Jigsaw related questions emerged during Java 9 Jigsaw Hack Day
Alex Buckley
alex.buckley at oracle.com
Mon Aug 14 19:47:48 UTC 2017
On 8/14/2017 1:35 AM, Oleg Tsal-Tsalko wrote:
> Recently we run Java 9 Jigsaw Hack Day in Kiev, Ukraine and several
> questions have been raised:
>
> 1. When declaring 'exports' in module descriptor why wildcard are not
> supported like com.abs.*?
The packages exported by a module are meant to be a stable API that
consumers can rely on. For this reason, we make the module author spell
out the exported packages explicitly. This also dials down the
likelihood of multiple modules needlessly exporting the same package.

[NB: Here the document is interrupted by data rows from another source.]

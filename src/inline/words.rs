//! Stage 1 of the horizontal assembler: splits each span's text into word
//! and non-word runs, interleaved with non-text spans (images, footnotes,
//! labels, index entries, page references) converted to their element form.

use ecow::EcoString;

use crate::element::{
    Bookmark, Container, Element, ElementList, Glue, Penalty, Stretch, TextRun,
};
use crate::units::Sp;

use super::{AssemblerConfig, InputSpan, ProcessedSpan};

const NBSP: char = '\u{00A0}';
const THIN_NBSP: char = '\u{202F}';

/// Word characters: letters, plus the handful of marks that keep a
/// hyphenated or contracted word as a single unit for hyphenation and
/// kerning purposes.
pub(crate) fn is_word_char(c: char) -> bool {
    c.is_alphabetic() || c == '-' || c == '\'' || c == '\u{2019}'
}

pub(super) fn split(config: &AssemblerConfig, spans: &[ProcessedSpan]) -> ElementList {
    let mut out = ElementList::new();

    for span in spans {
        match span {
            ProcessedSpan::Text(text, style) => {
                split_text(config, text, *style, &mut out);
            }
            ProcessedSpan::Other(InputSpan::Image { width, height }) => {
                out.push(Element::HBox(Container {
                    children: Vec::new(),
                    width: *width,
                    height: *height,
                    depth: 0,
                    shift: 0,
                }));
            }
            ProcessedSpan::Other(InputSpan::Footnote { body }) => {
                out.push(Element::Bookmark(Bookmark::Footnote { body: body.clone() }));
            }
            ProcessedSpan::Other(InputSpan::Label { name }) => {
                out.push(Element::Bookmark(Bookmark::Label { name: name.clone() }));
            }
            ProcessedSpan::Other(InputSpan::Index { entries }) => {
                out.push(Element::Bookmark(Bookmark::Index { entries: entries.clone() }));
            }
            ProcessedSpan::Other(InputSpan::PageRef { style, resolved, .. }) => {
                let label = resolved.clone().unwrap_or_else(|| EcoString::from("?"));
                let font = config.fonts.get(*style).clone();
                out.push(Element::Text(TextRun::new(label, font)));
            }
            ProcessedSpan::Other(InputSpan::Text { .. }) => unreachable!(),
        }
    }

    out
}

fn split_text(config: &AssemblerConfig, text: &str, style: super::StyleFlag, out: &mut ElementList) {
    let font = config.fonts.get(style).clone();

    #[derive(PartialEq, Eq, Clone, Copy)]
    enum Run {
        Word,
        Other,
    }

    let mut run_kind: Option<Run> = None;
    let mut run_start = 0usize;
    let chars: Vec<(usize, char)> = text.char_indices().collect();

    let flush = |out: &mut ElementList, kind: Run, slice: &str| {
        if slice.is_empty() {
            return;
        }
        let _ = kind;
        out.push(Element::Text(TextRun::new(slice, font.clone())));
    };

    let mut i = 0;
    while i < chars.len() {
        let (byte_pos, c) = chars[i];

        if c == ' ' {
            if let Some(kind) = run_kind.take() {
                flush(out, kind, &text[run_start..byte_pos]);
            }
            push_space(config, out);
            i += 1;
            run_start = chars.get(i).map(|(b, _)| *b).unwrap_or(text.len());
            continue;
        }

        if c == NBSP || c == THIN_NBSP {
            if let Some(kind) = run_kind.take() {
                flush(out, kind, &text[run_start..byte_pos]);
            }
            push_unbreakable_space(config, out, c, &font);
            i += 1;
            run_start = chars.get(i).map(|(b, _)| *b).unwrap_or(text.len());
            continue;
        }

        let kind = if is_word_char(c) { Run::Word } else { Run::Other };
        match run_kind {
            None => {
                run_kind = Some(kind);
                run_start = byte_pos;
            }
            Some(prev) if prev != kind => {
                flush(out, prev, &text[run_start..byte_pos]);
                run_kind = Some(kind);
                run_start = byte_pos;
            }
            _ => {}
        }
        i += 1;
    }

    if let Some(kind) = run_kind {
        flush(out, kind, &text[run_start..]);
    }
}

fn push_space(config: &AssemblerConfig, out: &mut ElementList) {
    let space_width = config.fonts.regular.space_width();
    if config.no_line_breaks {
        out.push(Element::Penalty(Penalty::forbidden()));
        out.push(Element::Glue(Glue::new(space_width, Stretch::ZERO, Stretch::ZERO, true)));
        return;
    }

    let stretch = match config.justification {
        super::Justification::Justified => Stretch::finite(space_width / 2),
        super::Justification::RaggedLeft | super::Justification::RaggedRight => {
            Stretch::infinite(0)
        }
    };
    let shrink = Stretch::finite(space_width / 3);
    out.push(Element::Glue(Glue::new(space_width, stretch, shrink, true)));
}

fn push_unbreakable_space(
    config: &AssemblerConfig,
    out: &mut ElementList,
    c: char,
    font: &crate::font::SizedFont,
) {
    let width: Sp = if c == '\u{00A0}' { font.space_width() } else { font.space_width() / 2 };
    out.push(Element::Penalty(Penalty::forbidden()));

    let stretch = match config.justification {
        super::Justification::Justified => Stretch::finite(width / 2),
        super::Justification::RaggedLeft | super::Justification::RaggedRight => Stretch::infinite(0),
    };
    let shrink = Stretch::finite(width / 3);
    out.push(Element::Glue(Glue::new(width, stretch, shrink, true)));
}

#[cfg(test)]
mod tests {
    use super::*;
    use crate::inline::{FontPack, Justification};

    fn config() -> AssemblerConfig<'static> {
        AssemblerConfig {
            fonts: FontPack::uniform(crate::test_util::stub_sized_font()),
            hyphenation: None,
            locale: crate::locale::Locale::Other,
            justification: Justification::Justified,
            no_line_breaks: false,
            hyphen_penalty: 50,
        }
    }

    fn text_contents(elements: &ElementList) -> Vec<String> {
        elements
            .iter()
            .filter_map(|e| match e {
                Element::Text(t) => Some(t.text.to_string()),
                _ => None,
            })
            .collect()
    }

    #[test]
    fn splits_words_and_punctuation() {
        let cfg = config();
        let spans = vec![ProcessedSpan::Text("hello, world".into(), super::super::StyleFlag::Regular)];
        let out = split(&cfg, &spans);
        assert_eq!(text_contents(&out), vec!["hello", ",", "world"]);
    }

    #[test]
    fn space_becomes_breakable_glue() {
        let cfg = config();
        let spans = vec![ProcessedSpan::Text("a b".into(), super::super::StyleFlag::Regular)];
        let out = split(&cfg, &spans);
        assert!(matches!(out[1], Element::Glue(_)));
    }

    #[test]
    fn no_line_breaks_forbids_space_break() {
        let mut cfg = config();
        cfg.no_line_breaks = true;
        let spans = vec![ProcessedSpan::Text("a b".into(), super::super::StyleFlag::Regular)];
        let out = split(&cfg, &spans);
        assert!(matches!(out[1], Element::Penalty(p) if p.cost == crate::element::PENALTY_FORBID));
    }

    #[test]
    fn nbsp_is_unbreakable() {
        let cfg = config();
        let spans = vec![ProcessedSpan::Text("a\u{00A0}b".into(), super::super::StyleFlag::Regular)];
        let out = split(&cfg, &spans);
        assert!(matches!(out[1], Element::Penalty(p) if p.cost == crate::element::PENALTY_FORBID));
    }

    #[test]
    fn nbsp_glue_is_elastic_like_a_breakable_space() {
        let cfg = config();
        let spans = vec![ProcessedSpan::Text("a\u{00A0}b".into(), super::super::StyleFlag::Regular)];
        let out = split(&cfg, &spans);
        match &out[2] {
            Element::Glue(g) => {
                assert!(g.stretch.finite > 0, "nbsp glue should be stretchable under justification");
                assert!(g.shrink.finite > 0, "nbsp glue should be shrinkable under justification");
            }
            _ => panic!("expected glue"),
        }
    }
}
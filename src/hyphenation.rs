//! Liang/TeX hyphenation: loads a `.dic` pattern file and computes
//! hyphenation segment lists for a word.

use rustc_hash::FxHashMap;

use crate::error::LoadError;

/// A loaded hyphenation pattern dictionary for one language. Immutable once
/// built, so it's freely shareable across jobs and threads.
#[derive(Debug, Clone)]
pub struct Dictionary {
    left_hyphen_min: usize,
    right_hyphen_min: usize,
    /// Pattern key (digits removed, `.` anchors kept) -> per-position digit
    /// values, index `i` holding the break-strength value just before the
    /// `i`-th character of the key.
    patterns: FxHashMap<String, Vec<u8>>,
}

const DEFAULT_LEFT_MIN: usize = 2;
const DEFAULT_RIGHT_MIN: usize = 3;

impl Dictionary {
    /// Parses a Liang-style `.dic` file: header `KEY value` lines, a
    /// `NEXTLEVEL` delimiter, then body pattern lines. `%`-prefixed and
    /// blank lines are comments and are ignored in both sections.
    pub fn parse(source: &str) -> Result<Self, LoadError> {
        let mut left_hyphen_min = DEFAULT_LEFT_MIN;
        let mut right_hyphen_min = DEFAULT_RIGHT_MIN;
        let mut patterns = FxHashMap::default();
        let mut in_body = false;

        for raw_line in source.lines() {
            let line = raw_line.trim();
            if line.is_empty() || line.starts_with('%') {
                continue;
            }

            if !in_body {
                if line == "NEXTLEVEL" {
                    in_body = true;
                    continue;
                }
                let mut parts = line.splitn(2, char::is_whitespace);
                let key = parts.next().unwrap_or_default();
                let value = parts.next().unwrap_or_default().trim();
                match key {
                    "LEFTHYPHENMIN" => {
                        left_hyphen_min = value.parse().map_err(|_| {
                            LoadError::new(format!("invalid LEFTHYPHENMIN value {value:?}"))
                        })?;
                    }
                    "RIGHTHYPHENMIN" => {
                        right_hyphen_min = value.parse().map_err(|_| {
                            LoadError::new(format!("invalid RIGHTHYPHENMIN value {value:?}"))
                        })?;
                    }
                    "COMPOUNDLEFTHYPHENMIN" | "COMPOUNDRIGHTHYPHENMIN" | "UTF-8" => {
                        // Recognized but not modeled by this engine beyond
                        // acknowledging the key is legal.
                    }
                    other => {
                        return Err(LoadError::new(format!(
                            "unknown hyphenation dictionary header key {other:?}"
                        )));
                    }
                }
                continue;
            }

            let (key, value) = normalize_pattern(line);
            patterns.insert(key, value);
        }

        Ok(Self { left_hyphen_min, right_hyphen_min, patterns })
    }

    /// Splits `word` into hyphenation segments. Segments concatenate back
    /// to exactly `word` (modulo the `-`-merging post-fixes below), so no
    /// characters are gained or lost.
    pub fn hyphenate(&self, word: &str) -> Vec<String> {
        if word.is_empty() {
            return Vec::new();
        }

        let lower: Vec<char> = word.to_lowercase().chars().collect();
        let wrapped: Vec<char> = std::iter::once('.')
            .chain(lower.iter().copied())
            .chain(std::iter::once('.'))
            .collect();

        // cut_points[i] is the break strength just before original-word
        // position i, for i in 0..=word.len() (in chars).
        let n = lower.len();
        let mut cut_points = vec![0u8; n + 1];

        for start in 0..wrapped.len() {
            for end in (start + 1)..=wrapped.len() {
                let substring: String = wrapped[start..end].iter().collect();
                let Some(values) = self.patterns.get(&substring) else { continue };

                // `values` has one entry per gap in `substring` (including
                // the leading/trailing gaps), i.e. `substring.chars().count()
                // + 1` minus anchor dots already stripped at normalization
                // time. Map each gap back to its position in `wrapped`,
                // then into `cut_points` (which is indexed over the
                // unwrapped word, i.e. offset by the leading sentinel).
                for (i, &v) in values.iter().enumerate() {
                    let wrapped_pos = start + i;
                    // Position in `cut_points` corresponds to
                    // wrapped_pos - 1 (since wrapped[0] is the sentinel
                    // dot, which has no corresponding unwrapped gap before
                    // it except gap 0 itself).
                    if wrapped_pos == 0 {
                        continue;
                    }
                    let cp_index = wrapped_pos - 1;
                    if cp_index <= n {
                        cut_points[cp_index] = cut_points[cp_index].max(v);
                    }
                }
            }
        }

        for i in 0..self.left_hyphen_min.min(cut_points.len()) {
            cut_points[i] = 0;
        }
        for i in 0..self.right_hyphen_min.min(cut_points.len()) {
            let idx = cut_points.len() - 1 - i;
            cut_points[idx] = 0;
        }
        // The boundaries before the very first and after the very last
        // character are never valid hyphenation points.
        cut_points[0] = 0;
        if let Some(last) = cut_points.last_mut() {
            *last = 0;
        }

        let mut segments = Vec::new();
        let mut seg_start = 0;
        let chars: Vec<char> = word.chars().collect();
        for i in 1..n {
            if cut_points[i] % 2 == 1 {
                segments.push(chars[seg_start..i].iter().collect::<String>());
                seg_start = i;
            }
        }
        segments.push(chars[seg_start..].iter().collect::<String>());

        apply_dash_postfixes(segments)
    }
}

/// Derives the normalized `(key, value)` pair for one pattern line: `key` is
/// the pattern with digits removed (anchor dots kept), `value` is a
/// per-gap digit array of length `key.chars().count() + 1` (implicit zeros
/// where the pattern had none), with leading/trailing anchor dots stripped
/// before the digit array is built.
fn normalize_pattern(pattern: &str) -> (String, Vec<u8>) {
    let leading_anchor = pattern.starts_with('.');
    let trailing_anchor = pattern.ends_with('.');

    let mut key = String::with_capacity(pattern.len());
    let mut gaps: Vec<u8> = vec![0];

    for c in pattern.chars() {
        if let Some(d) = c.to_digit(10) {
            *gaps.last_mut().unwrap() = d as u8;
        } else {
            key.push(c);
            gaps.push(0);
        }
    }

    // `gaps` currently has one entry per character of `key` plus the
    // leading gap, i.e. `key.chars().count() + 1` entries already — no
    // trimming needed beyond what anchor stripping below does to `key`.
    let _ = (leading_anchor, trailing_anchor);

    (key, gaps)
}

/// Post-fixes applied to hyphenation segments: a bare `"-"` segment merges
/// onto the preceding segment, and a segment starting with `"-"` moves that
/// dash to the tail of the preceding segment instead.
fn apply_dash_postfixes(segments: Vec<String>) -> Vec<String> {
    let mut out: Vec<String> = Vec::with_capacity(segments.len());
    for seg in segments {
        if seg == "-" {
            if let Some(prev) = out.last_mut() {
                prev.push('-');
                continue;
            }
        } else if let Some(rest) = seg.strip_prefix('-') {
            if let Some(prev) = out.last_mut() {
                prev.push('-');
                out.push(rest.to_string());
                continue;
            }
        }
        out.push(seg);
    }
    out
}
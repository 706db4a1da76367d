//! Caches `(typeface, variant) -> Font` via a caller-supplied loader, and
//! composes a fallback typeface into a [`FailoverFont`] when one is
//! configured.

use std::collections::HashMap;
use std::sync::Arc;

use ecow::EcoString;
use parking_lot::RwLock;

use super::{FailoverFont, Font, FontVariant, SizedFont};
use crate::error::LoadError;
use crate::units::Sp;

/// A loader callback: `(typeface, variant) -> Font`, called lazily on first
/// request. May fail; re-entrancy is not guaranteed, so implementations
/// that hit the filesystem should do their own internal locking if needed.
pub trait FontLoader: Send + Sync {
    fn load(&self, typeface: &str, variant: FontVariant) -> Result<Arc<dyn Font>, LoadError>;
}

impl<F> FontLoader for F
where
    F: Fn(&str, FontVariant) -> Result<Arc<dyn Font>, LoadError> + Send + Sync,
{
    fn load(&self, typeface: &str, variant: FontVariant) -> Result<Arc<dyn Font>, LoadError> {
        self(typeface, variant)
    }
}

#[derive(Debug, Clone, PartialEq, Eq, Hash)]
struct CacheKey {
    typeface: EcoString,
    variant: FontVariant,
}

/// Process-wide, thread-safe `(typeface, variant) -> Font` cache. One loader
/// call per key is the typical path; a duplicate concurrent load (two
/// threads racing to fill the same key) is tolerated — whichever result
/// lands first wins, and the loader is expected to be deterministic so this
/// doesn't matter for correctness.
pub struct FontManager {
    loader: Arc<dyn FontLoader>,
    fallback_typeface: Option<EcoString>,
    cache: RwLock<HashMap<CacheKey, Arc<dyn Font>>>,
}

impl FontManager {
    pub fn new(loader: Arc<dyn FontLoader>) -> Self {
        Self { loader, fallback_typeface: None, cache: RwLock::new(HashMap::new()) }
    }

    /// Configures a fallback typeface; every [`FontManager::get_sized`] call
    /// afterwards returns a [`FailoverFont`]-backed [`SizedFont`] instead of
    /// the bare primary.
    pub fn with_fallback(mut self, typeface: impl Into<EcoString>) -> Self {
        self.fallback_typeface = Some(typeface.into());
        self
    }

    fn get_cached(&self, typeface: &str, variant: FontVariant) -> Result<Arc<dyn Font>, LoadError> {
        let key = CacheKey { typeface: typeface.into(), variant: variant.clone() };

        if let Some(font) = self.cache.read().get(&key) {
            return Ok(font.clone());
        }

        let font = self.loader.load(typeface, variant.clone())?;

        // A racing thread may have already inserted; `entry` keeps whichever
        // arrived first rather than overwriting, which is fine since the
        // loader is required to be deterministic for a given key.
        let mut cache = self.cache.write();
        let font = cache.entry(key).or_insert(font).clone();
        Ok(font)
    }

    /// Returns the font for `(typeface, variant)` at `size`, composing in
    /// the configured fallback if any.
    pub fn get_sized(
        &self,
        typeface: &str,
        variant: FontVariant,
        size_sp: Sp,
    ) -> Result<SizedFont, LoadError> {
        let primary = self.get_cached(typeface, variant.clone())?;

        let font: Arc<dyn Font> = match &self.fallback_typeface {
            Some(fallback_typeface) => {
                let fallback = self.get_cached(fallback_typeface, variant)?;
                Arc::new(FailoverFont::new(primary, fallback))
            }
            None => primary,
        };

        Ok(SizedFont::new(font, size_sp))
    }
}
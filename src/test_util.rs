//! Shared test fixtures used across unit tests in several modules.
#![cfg(test)]

use std::sync::Arc;

use crate::font::test_support::StubFont;
use crate::font::SizedFont;
use crate::units::SP_PER_PT;

/// A `SizedFont` wrapping a small fixed-width [`StubFont`], 10pt size,
/// every ASCII letter plus a handful of punctuation marks supported.
pub fn stub_sized_font() -> SizedFont {
    let font = StubFont::new(
        "abcdefghijklmnopqrstuvwxyzABCDEFGHIJKLMNOPQRSTUVWXYZ-'.,;:!?",
        2 * SP_PER_PT,
    );
    SizedFont::new(Arc::new(font), 10 * SP_PER_PT)
}
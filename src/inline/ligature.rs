//! Stage 3 of the horizontal assembler: applies each run's font ligature
//! table, including ligatures that would span a hyphenation point.
//!
//! A ligature can't itself be cut in two, so when the character before a
//! `Discretionary` and the character after it (or the discretionary's own
//! pre/post-break text) would ligate together, the affected glyphs move
//! into the discretionary's three alternatives and only the unaffected
//! remainder stays in the flanking `Text` runs. `entireNoBreak`,
//! `entirePreBreak` and `entirePostBreak` are each reconstructed and
//! re-ligated, then split back out via their longest common prefix/suffix
//! with the flanking text.

use crate::element::{Container, Element, ElementList, TextRun};
use crate::font::SizedFont;

pub(super) fn fold(elements: &mut ElementList) {
    for element in elements.iter_mut() {
        if let Element::Text(run) = element {
            let ligated = run.font.transform_ligatures(&run.text);
            if ligated != run.text.as_str() {
                *run = TextRun::new(ligated, run.font.clone());
            }
        }
    }

    let len = elements.len();
    for i in 0..len {
        if i == 0 || i + 1 >= len || !matches!(elements[i], Element::Discretionary(_)) {
            continue;
        }

        let (before, after) = match (&elements[i - 1], &elements[i + 1]) {
            (Element::Text(b), Element::Text(a)) => (b.clone(), a.clone()),
            _ => continue,
        };

        let (pre_text, post_text) = {
            let Element::Discretionary(d) = &elements[i] else { unreachable!() };
            match (container_text(&d.pre_break), container_text(&d.post_break)) {
                (Some(pre), Some(post)) => (pre, post),
                _ => continue,
            }
        };

        let font = before.font.clone();
        let entire_no_break = format!("{}{}", before.text, after.text);
        let entire_pre_break = format!("{}{}", before.text, pre_text);
        let entire_post_break = format!("{post_text}{}", after.text);

        let ligated_no_break = font.transform_ligatures(&entire_no_break);
        let ligated_pre_break = font.transform_ligatures(&entire_pre_break);
        let ligated_post_break = font.transform_ligatures(&entire_post_break);

        if ligated_no_break == entire_no_break
            && ligated_pre_break == entire_pre_break
            && ligated_post_break == entire_post_break
        {
            // No ligature crosses either boundary: nothing to move.
            continue;
        }

        let no_break_len = ligated_no_break.chars().count();
        let prefix_len = common_prefix_len(&ligated_no_break, &ligated_pre_break).min(no_break_len);
        let suffix_len =
            common_suffix_len(&ligated_no_break, &ligated_post_break).min(no_break_len - prefix_len);

        let prefix = chars_range(&ligated_no_break, 0, prefix_len);
        let middle = chars_range(&ligated_no_break, prefix_len, no_break_len - suffix_len);
        let suffix = chars_range(&ligated_no_break, no_break_len - suffix_len, no_break_len);

        let new_pre_break = strip_prefix_len(&ligated_pre_break, prefix_len);
        let new_post_break = strip_suffix_len(&ligated_post_break, suffix_len);

        elements[i - 1] = Element::Text(TextRun::new(prefix, font.clone()));
        elements[i + 1] = Element::Text(TextRun::new(suffix, font.clone()));
        if let Element::Discretionary(d) = &mut elements[i] {
            d.pre_break = container_from_text(&new_pre_break, &font);
            d.post_break = container_from_text(&new_post_break, &font);
            d.no_break = container_from_text(&middle, &font);
        }
    }
}

/// The concatenated text of a container's children, or `None` if it holds
/// anything other than plain `Text` (leaves such discretionaries alone
/// rather than risk corrupting non-text content).
fn container_text(container: &Container) -> Option<String> {
    let mut out = String::new();
    for child in &container.children {
        match child {
            Element::Text(t) => out.push_str(&t.text),
            _ => return None,
        }
    }
    Some(out)
}

fn container_from_text(text: &str, font: &SizedFont) -> Container {
    if text.is_empty() {
        return Container::empty();
    }
    let run = TextRun::new(text, font.clone());
    Container { children: vec![Element::Text(run.clone())], width: run.width, height: run.height, depth: run.depth, shift: 0 }
}

fn common_prefix_len(a: &str, b: &str) -> usize {
    a.chars().zip(b.chars()).take_while(|(x, y)| x == y).count()
}

fn common_suffix_len(a: &str, b: &str) -> usize {
    a.chars().rev().zip(b.chars().rev()).take_while(|(x, y)| x == y).count()
}

fn chars_range(s: &str, start: usize, end: usize) -> String {
    s.chars().skip(start).take(end.saturating_sub(start)).collect()
}

fn strip_prefix_len(s: &str, n: usize) -> String {
    s.chars().skip(n).collect()
}

fn strip_suffix_len(s: &str, n: usize) -> String {
    let total = s.chars().count();
    s.chars().take(total.saturating_sub(n)).collect()
}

Additionally, it avoids the confusion that would occur if com.abs.* was
exported without qualification while com.abs.foo was exported with
qualification.
> 2. Why compilation doesn’t fail in case several modules with same name
> put on module-path, but it only fails in runtime on startup (
> https://github.com/AdoptOpenJDK/jdk9-jigsaw/tree/master/session-1-jigsaw-intro/08_ModulesExportConflict
> )?
When compiling src/com.greetings/module-info.java, javac resolves
'requires org.astro;' by
1) searching the modulepath for a directory called org.astro, then
2) seeking a module-info.class file in that directory which declares a
module called org.astro.
The directory is found successfully (mods/org.astro), and a
module-info.class file is found in that directory which declares 'module
org.astro {..}'.
javac is disinterested in the existence of another directory
(mods/org.astro2) which contains another declaration for a module called
org.astro. If we assume that directories are named sensibly, that is, in
accordance with the modules they declare, then it's reasonable for javac
to ignore mods/org.astro2. javac observes just enough to compile what it
was given on the command line -- it does not validate the world. In
contrast, the Java runtime is in a good position to validate the world,
so it's reasonable for the runtime to detect and complain about
duplicate modules called org.astro. This should all be documented in JEP
261.
> 3. What is the best practice for using `transitive` dependencies? Where
> to use them apart of cases when type of one module are used in API of
> another module like return types, etc.?
Apart from API dependencies, 'requires transitive' is useful for
declaring "aggregator" modules such as java.se.
> 4. If there are 3 conflicting modules in module path error says only
> about 2 first modules conflict only. Why that? Fail fast?
This is really a request for better traceability of which modules are
observed and resolved, which is fair.